[Start of section]
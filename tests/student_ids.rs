#[cfg(test)]
mod tests {
    use chrono::{Datelike, Local, NaiveDate};
    use institute::db::db::Db;
    use institute::libs::assets::Assets;
    use institute::libs::error::StoreError;
    use institute::libs::student::{Gender, Student};
    use std::collections::HashSet;
    use tempfile::TempDir;
    use test_context::{test_context, TestContext};

    struct StudentIdTestContext {
        db: Db,
        _temp_dir: TempDir,
    }

    impl TestContext for StudentIdTestContext {
        fn setup() -> Self {
            let temp_dir = tempfile::tempdir().unwrap();
            let db = Db::provision(&temp_dir.path().join("institute.db"), &Assets::new(temp_dir.path().join("assets"))).unwrap();
            StudentIdTestContext { db, _temp_dir: temp_dir }
        }
    }

    fn admit(db: &Db, id: &str) {
        let student = Student::new(id, "Ravi", "Kumar", Gender::Male, NaiveDate::from_ymd_opt(2003, 1, 9).unwrap());
        let outcome = db.students().add_student(&student);
        assert!(outcome.success, "{}", outcome.message);
    }

    #[test_context(StudentIdTestContext)]
    #[test]
    fn test_first_id_uses_current_year(ctx: &mut StudentIdTestContext) {
        let expected = format!("STU-{}0001", Local::now().year());
        assert_eq!(ctx.db.students().next_student_id().unwrap(), expected);
    }

    #[test_context(StudentIdTestContext)]
    #[test]
    fn test_generated_ids_increase_and_never_collide(ctx: &mut StudentIdTestContext) {
        let mut seen = HashSet::new();
        let mut previous = String::new();
        for _ in 0..25 {
            let id = ctx.db.students().next_student_id_for_year(2025).unwrap();
            assert!(id > previous, "{} should sort after {}", id, previous);
            assert!(seen.insert(id.clone()), "duplicate id {}", id);
            admit(&ctx.db, &id);
            previous = id;
        }
        assert_eq!(previous, "STU-20250025");
    }

    #[test_context(StudentIdTestContext)]
    #[test]
    fn test_sequence_continues_from_greatest_id_not_count(ctx: &mut StudentIdTestContext) {
        admit(&ctx.db, "STU-20250001");
        admit(&ctx.db, "STU-20250040");
        assert_eq!(ctx.db.students().next_student_id_for_year(2025).unwrap(), "STU-20250041");
    }

    #[test_context(StudentIdTestContext)]
    #[test]
    fn test_other_years_and_shapes_are_ignored(ctx: &mut StudentIdTestContext) {
        admit(&ctx.db, "STU-20240500");
        admit(&ctx.db, "STU-2025ABCD");
        admit(&ctx.db, "STU-202500077");
        admit(&ctx.db, "LEGACY-17");
        admit(&ctx.db, "STU-20250003");

        assert_eq!(ctx.db.students().next_student_id_for_year(2025).unwrap(), "STU-20250004");
        assert_eq!(ctx.db.students().next_student_id_for_year(2024).unwrap(), "STU-20240501");
        assert_eq!(ctx.db.students().next_student_id_for_year(2026).unwrap(), "STU-20260001");
    }

    #[test_context(StudentIdTestContext)]
    #[test]
    fn test_exhausted_year_is_an_error(ctx: &mut StudentIdTestContext) {
        admit(&ctx.db, "STU-20259999");
        let result = ctx.db.students().next_student_id_for_year(2025);
        assert!(matches!(result, Err(StoreError::SequenceExhausted(2025))), "{:?}", result);
    }
}
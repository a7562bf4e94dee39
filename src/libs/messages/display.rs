//! Display implementation for application messages.
//!
//! Every user-facing string lives here, so the repositories, the command
//! handlers and the export layer all speak with the same voice. Write
//! outcomes carry these strings verbatim, which makes them suitable for
//! direct display by any front end.

use super::types::Message;
use std::fmt::{Display, Formatter, Result};

impl Display for Message {
    fn fmt(&self, f: &mut Formatter<'_>) -> Result {
        let text = match self {
            // === STUDENT MESSAGES ===
            Message::StudentAdded => "Student added successfully!".to_string(),
            Message::StudentUpdated => "Student updated successfully!".to_string(),
            Message::StudentDeleted => "Student deleted successfully!".to_string(),
            Message::StudentDuplicate(detail) => format!("Duplicate entry: {}", detail),
            Message::StudentAddFailed(error) => format!("Error adding student: {}", error),
            Message::StudentUpdateFailed(error) => format!("Error updating student: {}", error),
            Message::StudentDeleteFailed(error) => format!("Error deleting student: {}", error),
            Message::StudentNotFound(id) => format!("Student '{}' not found.", id),
            Message::StudentIdGenerated(id) => format!("Generated student ID {}", id),
            Message::StudentIdSequenceExhausted(year) => {
                format!("All 9999 student IDs for {} are taken; the sequence cannot be widened without breaking ordering.", year)
            }
            Message::StudentPhotoStored(path) => format!("Photo stored at {}", path),
            Message::StudentPhotoCleanupFailed(path, error) => format!("Could not remove copied photo {}: {}", path, error),
            Message::MissingStudentField(field) => format!("--{} is required when adding a student", field),
            Message::StudentListHeader => "Students:".to_string(),
            Message::StudentSearchResults(query) => format!("Students matching '{}':", query),
            Message::NoStudentsFound => "No students found.".to_string(),
            Message::ConfirmDeleteStudent(id) => format!("Delete student '{}' and all of their attendance?", id),

            // === COURSE MESSAGES ===
            Message::CourseAdded => "Course added successfully!".to_string(),
            Message::CourseUpdated => "Course updated successfully!".to_string(),
            Message::CourseDeleted => "Course deleted successfully!".to_string(),
            Message::CourseAlreadyExists => "Course already exists!".to_string(),
            Message::CourseError(error) => format!("Error: {}", error),
            Message::CourseNotFound(course) => format!("Course '{}' not found.", course),
            Message::CourseListHeader => "Courses:".to_string(),
            Message::NoCoursesFound => "No courses found.".to_string(),
            Message::ConfirmDeleteCourse(name) => {
                format!("Delete course '{}'? Enrolled students lose their course and its attendance is removed.", name)
            }

            // === ATTENDANCE MESSAGES ===
            Message::AttendanceMarked => "Attendance marked successfully!".to_string(),
            Message::AttendanceError(error) => format!("Error: {}", error),
            Message::AttendanceHeader(date) => format!("Attendance for {}", date),
            Message::AttendanceRangeHeader(start, end) => format!("Attendance from {} to {}", start, end),
            Message::NoAttendanceFound => "No attendance records found.".to_string(),
            Message::NoStudentsInCourse(course) => format!("No students are enrolled in '{}'.", course),
            Message::RollCallSummary(ok, total) => format!("Attendance saved for {} of {} student(s)", ok, total),
            Message::StudentAttendanceRate(id, rate) => format!("Attendance rate for {}: {:.2}%", id, rate),
            Message::CourseAttendanceRate(name, rate) => format!("Attendance rate for {}: {:.2}%", name, rate),
            Message::DateAttendanceRate(date, rate) => format!("Attendance rate on {}: {:.2}%", date, rate),
            Message::RangeAttendanceRate(start, end, rate) => format!("Attendance rate from {} to {}: {:.2}%", start, end, rate),

            // === USER MESSAGES ===
            Message::UserRegistered => "User registered successfully!".to_string(),
            Message::UserAlreadyExists => "Username or email already exists!".to_string(),
            Message::UserError(error) => format!("Error: {}", error),
            Message::PasswordUpdated => "Password updated successfully!".to_string(),
            Message::PasswordUpdateFailed(error) => format!("Error: {}", error),
            Message::EmailNotRegistered => "Email not registered".to_string(),
            Message::LoginSucceeded(name) => format!("Welcome {}", name),
            Message::LoginFailed => "Invalid credentials".to_string(),
            Message::AllFieldsRequired => "All fields required".to_string(),
            Message::PasswordsDoNotMatch => "Passwords do not match".to_string(),
            Message::PasswordTooShort(min) => format!("Password must be at least {} characters", min),
            Message::PromptPassword => "Password".to_string(),
            Message::PromptConfirmPassword => "Confirm password".to_string(),

            // === DASHBOARD MESSAGES ===
            Message::DashboardHeader => "Dashboard".to_string(),
            Message::StudentsByCourseHeader => "Students by course".to_string(),
            Message::MonthlyAdmissionsHeader => "Admissions over the last 12 months".to_string(),

            // === CONFIGURATION MESSAGES ===
            Message::ConfigSaved => "Configuration saved successfully".to_string(),
            Message::ConfigLoaded => "Configuration loaded successfully".to_string(),
            Message::ConfigParseError => "Failed to parse configuration".to_string(),

            // === EXPORT MESSAGES ===
            Message::ExportingData(data, format) => format!("Exporting {} in {} format...", data, format),
            Message::ExportCompleted(path) => format!("Export completed successfully: {}", path),
            Message::NoDataToExport(data) => format!("No {} to export", data),

            // === DATABASE MESSAGES ===
            Message::DbConnectionFailed(error) => format!("Connection Error: {}", error),
            Message::DbProvisioned(path) => format!("Database ready at {}", path),
            Message::DbRowSkipped(entity, error) => format!("Skipping malformed {} row: {}", entity, error),
            Message::InvalidDate(value) => format!("Invalid date '{}'. Use 'today' or YYYY-MM-DD.", value),
            Message::InvalidDateRange(start, end) => format!("Start date {} is after end date {}", start, end),

            // === MIGRATION MESSAGES ===
            Message::MigrationsFound(count) => format!("Found {} pending migration(s)", count),
            Message::RunningMigration(version, name) => format!("Running migration v{}: {}", version, name),
            Message::MigrationCompleted(version) => format!("Migration v{} completed", version),
            Message::MigrationFailed(version, error) => format!("Migration v{} failed: {}", version, error),
            Message::AllMigrationsCompleted => "All migrations completed successfully".to_string(),
            Message::DatabaseUpToDate => "Database is up to date".to_string(),

            // === GENERAL MESSAGES ===
            Message::OperationCancelled => "Operation cancelled".to_string(),
            Message::NoRecordMatched => "No matching record; nothing was changed".to_string(),
        };

        write!(f, "{}", text)
    }
}
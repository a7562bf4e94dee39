use super::{find_course, report};
use crate::{
    db::db::Db,
    libs::{
        attendance::{AttendanceMark, AttendanceStatus, RollCallMark},
        formatter::{format_date, parse_date, parse_range},
        messages::Message,
        view::View,
    },
    msg_error, msg_info, msg_print, msg_success,
};
use anyhow::Result;
use clap::{Args, Subcommand};
use dialoguer::{theme::ColorfulTheme, MultiSelect};

#[derive(Debug, Args)]
pub struct AttendanceArgs {
    #[command(subcommand)]
    command: AttendanceCommand,
}

#[derive(Debug, Subcommand)]
enum AttendanceCommand {
    /// Mark one student; a second mark for the same day replaces the first
    Mark {
        student_id: String,
        #[arg(value_enum)]
        status: AttendanceStatus,
        #[arg(short, long, default_value = "today")]
        date: String,
        /// Course id or code; defaults to the student's course
        #[arg(short, long)]
        course: Option<String>,
        #[arg(short, long)]
        remarks: Option<String>,
    },
    /// Mark every student of a course, Present unless listed as absent
    RollCall {
        /// Course id or code
        course: String,
        #[arg(short, long, default_value = "today")]
        date: String,
        /// Student ids to mark Absent
        #[arg(short, long, num_args = 1..)]
        absent: Vec<String>,
        /// Pick absentees from a list instead
        #[arg(short, long, conflicts_with = "absent")]
        select: bool,
    },
    /// Marks recorded on a day
    Show {
        #[arg(short, long, default_value = "today")]
        date: String,
        /// Course id or code
        #[arg(short, long)]
        course: Option<String>,
    },
    /// Marks in an inclusive date range, with the overall rate
    Report {
        start: String,
        #[arg(default_value = "today")]
        end: String,
    },
    /// Attendance rate of a student, a course or a day
    Rate {
        #[arg(long, conflicts_with_all = ["course", "date"])]
        student: Option<String>,
        /// Course id or code
        #[arg(long, conflicts_with = "date")]
        course: Option<String>,
        #[arg(long)]
        date: Option<String>,
    },
}

pub fn cmd(db: &Db, args: AttendanceArgs) -> Result<()> {
    match args.command {
        AttendanceCommand::Mark {
            student_id,
            status,
            date,
            course,
            remarks,
        } => handle_mark(db, &student_id, status, &date, course.as_deref(), remarks),
        AttendanceCommand::RollCall {
            course,
            date,
            absent,
            select,
        } => handle_roll_call(db, &course, &date, absent, select),
        AttendanceCommand::Show { date, course } => {
            let date = parse_date(&date)?;
            let course_id = match course.as_deref() {
                Some(course) => find_course(db, course)?.course_id,
                None => None,
            };
            let records = db.attendance().get_attendance_by_date(date, course_id)?;
            if records.is_empty() {
                msg_info!(Message::NoAttendanceFound);
                return Ok(());
            }
            msg_print!(Message::AttendanceHeader(format_date(&date)), true);
            View::attendance(&records);
            Ok(())
        }
        AttendanceCommand::Report { start, end } => {
            let (start, end) = parse_range(&start, &end)?;
            let rows = db.stats().attendance_in_range(start, end)?;
            if rows.is_empty() {
                msg_info!(Message::NoAttendanceFound);
                return Ok(());
            }
            msg_print!(Message::AttendanceRangeHeader(format_date(&start), format_date(&end)), true);
            View::attendance_report(&rows);
            let rate = db.stats().range_attendance_rate(start, end)?;
            msg_print!(Message::RangeAttendanceRate(format_date(&start), format_date(&end), rate));
            Ok(())
        }
        AttendanceCommand::Rate { student, course, date } => handle_rate(db, student, course, date),
    }
}

fn handle_mark(
    db: &Db,
    student_id: &str,
    status: AttendanceStatus,
    date: &str,
    course: Option<&str>,
    remarks: Option<String>,
) -> Result<()> {
    let date = parse_date(date)?;
    let course_id = match course {
        Some(course) => find_course(db, course)?.course_id,
        None => match db.students().get_student_by_id(student_id)? {
            Some(student) => student.course_id,
            None => {
                msg_error!(Message::StudentNotFound(student_id.to_string()));
                return Ok(());
            }
        },
    };
    let Some(course_id) = course_id else {
        msg_error!(Message::AttendanceError(format!("{} is not enrolled in a course", student_id)));
        return Ok(());
    };

    let mut mark = AttendanceMark::new(student_id, course_id, date, status);
    if let Some(remarks) = remarks.as_deref() {
        mark = mark.with_remarks(remarks);
    }
    report(db.attendance().mark_attendance(&mark));
    Ok(())
}

fn handle_roll_call(db: &Db, course: &str, date: &str, absent: Vec<String>, select: bool) -> Result<()> {
    let course = find_course(db, course)?;
    let course_id = course.course_id.unwrap_or_default();
    let date = parse_date(date)?;

    let students = db.students().get_students_by_course(course_id)?;
    if students.is_empty() {
        msg_info!(Message::NoStudentsInCourse(course.course_name));
        return Ok(());
    }

    let absent: Vec<String> = if select {
        let labels: Vec<String> = students.iter().map(|s| format!("{}  {}", s.student_id, s.full_name())).collect();
        MultiSelect::with_theme(&ColorfulTheme::default())
            .with_prompt(Message::AttendanceHeader(format!("{} on {}", course.course_name, format_date(&date))).to_string())
            .items(&labels)
            .interact()?
            .into_iter()
            .map(|i| students[i].student_id.clone())
            .collect()
    } else {
        absent
    };

    let marks = students
        .iter()
        .map(|s| {
            let status = if absent.contains(&s.student_id) {
                AttendanceStatus::Absent
            } else {
                AttendanceStatus::Present
            };
            RollCallMark::new(&s.student_id, status)
        })
        .collect();

    let outcomes = db.attendance().mark_roll_call(course_id, date, marks);
    let total = outcomes.len();
    let mut saved = 0;
    for (student_id, outcome) in outcomes {
        if outcome.success {
            saved += 1;
        } else {
            msg_error!(format!("{}: {}", student_id, outcome.message));
        }
    }
    msg_success!(Message::RollCallSummary(saved, total));
    Ok(())
}

fn handle_rate(db: &Db, student: Option<String>, course: Option<String>, date: Option<String>) -> Result<()> {
    if let Some(student_id) = student {
        let rate = db.stats().student_attendance_rate(&student_id)?;
        msg_print!(Message::StudentAttendanceRate(student_id, rate));
    } else if let Some(course) = course {
        let course = find_course(db, &course)?;
        let rate = db.stats().course_attendance_rate(course.course_id.unwrap_or_default())?;
        msg_print!(Message::CourseAttendanceRate(course.course_name, rate));
    } else {
        let date = parse_date(date.as_deref().unwrap_or("today"))?;
        let rate = db.stats().date_attendance_rate(date)?;
        msg_print!(Message::DateAttendanceRate(format_date(&date), rate));
    }
    Ok(())
}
[End of section]
WORK INSTRUCTION
Sift the material for lines with the string "DateAttendanceRate". Copy each one found.

RESULT OF THIS TASK
            Message::DateAttendanceRate(date, rate) => format!("Attendance rate on {}: {:.2}%", date, rate),
        msg_print!(Message::DateAttendanceRate(format_date(&date), rate));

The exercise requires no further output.